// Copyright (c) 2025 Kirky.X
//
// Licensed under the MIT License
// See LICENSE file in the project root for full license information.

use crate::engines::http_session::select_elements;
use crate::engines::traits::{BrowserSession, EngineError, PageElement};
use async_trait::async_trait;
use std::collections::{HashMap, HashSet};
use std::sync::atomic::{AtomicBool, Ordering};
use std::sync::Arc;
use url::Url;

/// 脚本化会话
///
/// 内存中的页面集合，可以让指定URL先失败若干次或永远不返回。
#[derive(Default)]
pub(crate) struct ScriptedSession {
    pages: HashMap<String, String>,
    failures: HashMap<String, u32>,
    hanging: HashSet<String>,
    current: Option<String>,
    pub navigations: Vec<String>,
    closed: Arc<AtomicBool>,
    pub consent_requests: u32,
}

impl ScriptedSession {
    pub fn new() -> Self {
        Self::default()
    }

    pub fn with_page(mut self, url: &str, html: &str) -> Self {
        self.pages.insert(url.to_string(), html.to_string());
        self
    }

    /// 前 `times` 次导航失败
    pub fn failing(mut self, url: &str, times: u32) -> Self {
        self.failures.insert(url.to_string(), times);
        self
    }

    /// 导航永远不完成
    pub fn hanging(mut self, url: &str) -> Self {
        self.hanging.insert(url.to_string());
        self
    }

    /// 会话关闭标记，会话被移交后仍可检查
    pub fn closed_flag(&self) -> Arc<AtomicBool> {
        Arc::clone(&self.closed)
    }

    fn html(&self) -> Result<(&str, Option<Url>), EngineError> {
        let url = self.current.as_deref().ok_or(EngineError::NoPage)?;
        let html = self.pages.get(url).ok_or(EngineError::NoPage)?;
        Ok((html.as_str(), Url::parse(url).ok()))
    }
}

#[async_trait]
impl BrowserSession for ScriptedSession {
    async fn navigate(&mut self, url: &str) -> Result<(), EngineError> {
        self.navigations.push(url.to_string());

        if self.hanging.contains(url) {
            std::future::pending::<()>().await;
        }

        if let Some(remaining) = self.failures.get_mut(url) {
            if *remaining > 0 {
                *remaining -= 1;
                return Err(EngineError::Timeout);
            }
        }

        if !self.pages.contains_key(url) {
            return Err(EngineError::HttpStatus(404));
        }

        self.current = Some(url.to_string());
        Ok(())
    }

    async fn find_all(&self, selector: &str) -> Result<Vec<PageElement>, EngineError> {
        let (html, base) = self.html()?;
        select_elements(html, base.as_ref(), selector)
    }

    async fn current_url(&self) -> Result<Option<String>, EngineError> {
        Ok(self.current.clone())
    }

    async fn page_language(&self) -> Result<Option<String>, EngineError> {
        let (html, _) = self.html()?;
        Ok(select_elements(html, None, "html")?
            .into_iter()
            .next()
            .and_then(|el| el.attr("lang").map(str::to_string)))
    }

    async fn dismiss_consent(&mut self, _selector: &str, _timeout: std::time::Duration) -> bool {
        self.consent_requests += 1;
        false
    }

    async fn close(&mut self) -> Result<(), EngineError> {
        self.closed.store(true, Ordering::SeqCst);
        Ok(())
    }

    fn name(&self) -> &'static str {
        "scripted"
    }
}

-------------------------

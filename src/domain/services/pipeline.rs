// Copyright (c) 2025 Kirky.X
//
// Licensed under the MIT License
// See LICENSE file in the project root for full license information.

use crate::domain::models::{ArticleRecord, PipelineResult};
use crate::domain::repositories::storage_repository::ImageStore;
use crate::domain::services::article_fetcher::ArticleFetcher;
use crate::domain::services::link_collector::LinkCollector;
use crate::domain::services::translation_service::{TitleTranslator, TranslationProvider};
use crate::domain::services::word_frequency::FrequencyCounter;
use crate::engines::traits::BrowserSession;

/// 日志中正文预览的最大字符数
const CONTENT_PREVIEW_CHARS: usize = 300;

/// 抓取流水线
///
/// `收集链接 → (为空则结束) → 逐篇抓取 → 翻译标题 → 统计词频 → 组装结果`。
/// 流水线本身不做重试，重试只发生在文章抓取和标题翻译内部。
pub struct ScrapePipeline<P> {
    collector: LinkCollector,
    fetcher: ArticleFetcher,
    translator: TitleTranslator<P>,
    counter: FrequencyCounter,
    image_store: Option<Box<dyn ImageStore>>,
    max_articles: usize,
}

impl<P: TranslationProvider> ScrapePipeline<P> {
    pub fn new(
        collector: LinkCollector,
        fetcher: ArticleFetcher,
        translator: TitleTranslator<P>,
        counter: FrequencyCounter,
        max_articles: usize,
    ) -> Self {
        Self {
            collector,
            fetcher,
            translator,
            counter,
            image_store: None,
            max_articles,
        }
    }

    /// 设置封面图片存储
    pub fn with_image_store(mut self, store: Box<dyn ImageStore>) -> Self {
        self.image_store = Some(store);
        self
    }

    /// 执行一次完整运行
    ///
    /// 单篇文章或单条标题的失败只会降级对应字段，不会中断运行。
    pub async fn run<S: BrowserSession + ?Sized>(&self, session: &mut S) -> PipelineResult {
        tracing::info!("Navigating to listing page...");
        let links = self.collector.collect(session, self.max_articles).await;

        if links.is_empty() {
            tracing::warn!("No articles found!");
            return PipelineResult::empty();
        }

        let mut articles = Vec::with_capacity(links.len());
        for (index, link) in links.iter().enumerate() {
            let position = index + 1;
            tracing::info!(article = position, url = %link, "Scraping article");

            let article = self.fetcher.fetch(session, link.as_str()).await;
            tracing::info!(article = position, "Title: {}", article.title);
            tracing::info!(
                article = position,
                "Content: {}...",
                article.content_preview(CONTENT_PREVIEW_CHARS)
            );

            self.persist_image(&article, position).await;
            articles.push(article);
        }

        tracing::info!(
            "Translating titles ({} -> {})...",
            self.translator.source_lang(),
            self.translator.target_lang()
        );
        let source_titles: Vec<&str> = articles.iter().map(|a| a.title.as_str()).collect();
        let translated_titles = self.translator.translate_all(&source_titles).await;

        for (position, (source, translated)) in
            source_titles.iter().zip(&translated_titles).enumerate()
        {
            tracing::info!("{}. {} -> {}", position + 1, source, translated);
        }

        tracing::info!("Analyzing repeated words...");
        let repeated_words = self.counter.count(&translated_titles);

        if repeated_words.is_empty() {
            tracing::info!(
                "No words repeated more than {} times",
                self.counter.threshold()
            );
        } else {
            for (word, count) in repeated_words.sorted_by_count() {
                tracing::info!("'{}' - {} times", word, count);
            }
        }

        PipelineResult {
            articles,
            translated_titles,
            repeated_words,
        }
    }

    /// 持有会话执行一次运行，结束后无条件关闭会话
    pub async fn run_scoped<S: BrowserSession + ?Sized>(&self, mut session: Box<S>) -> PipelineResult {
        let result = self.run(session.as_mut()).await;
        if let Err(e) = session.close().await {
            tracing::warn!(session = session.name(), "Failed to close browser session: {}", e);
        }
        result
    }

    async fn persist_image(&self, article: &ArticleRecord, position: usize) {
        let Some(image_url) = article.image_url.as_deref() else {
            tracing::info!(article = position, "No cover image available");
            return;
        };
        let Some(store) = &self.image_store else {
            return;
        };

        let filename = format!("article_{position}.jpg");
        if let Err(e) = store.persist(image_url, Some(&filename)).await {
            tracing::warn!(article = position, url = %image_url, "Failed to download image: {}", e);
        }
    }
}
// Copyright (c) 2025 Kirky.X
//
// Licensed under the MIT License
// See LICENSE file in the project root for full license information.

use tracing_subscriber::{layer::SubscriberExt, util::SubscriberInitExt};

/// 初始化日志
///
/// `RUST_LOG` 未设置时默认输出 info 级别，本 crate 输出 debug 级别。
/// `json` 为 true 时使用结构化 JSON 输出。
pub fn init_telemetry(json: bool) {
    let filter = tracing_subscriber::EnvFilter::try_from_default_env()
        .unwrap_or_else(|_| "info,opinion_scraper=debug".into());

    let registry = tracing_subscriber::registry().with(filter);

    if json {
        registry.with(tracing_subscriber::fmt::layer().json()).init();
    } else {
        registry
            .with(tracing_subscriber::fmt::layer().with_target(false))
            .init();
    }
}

-------------------------

» Required action
Pull every line containing "return" out of the data above.

» Result
                return Err(EngineError::Timeout);
            return Err(EngineError::HttpStatus(404));
            return PipelineResult::empty();
            return;
            return;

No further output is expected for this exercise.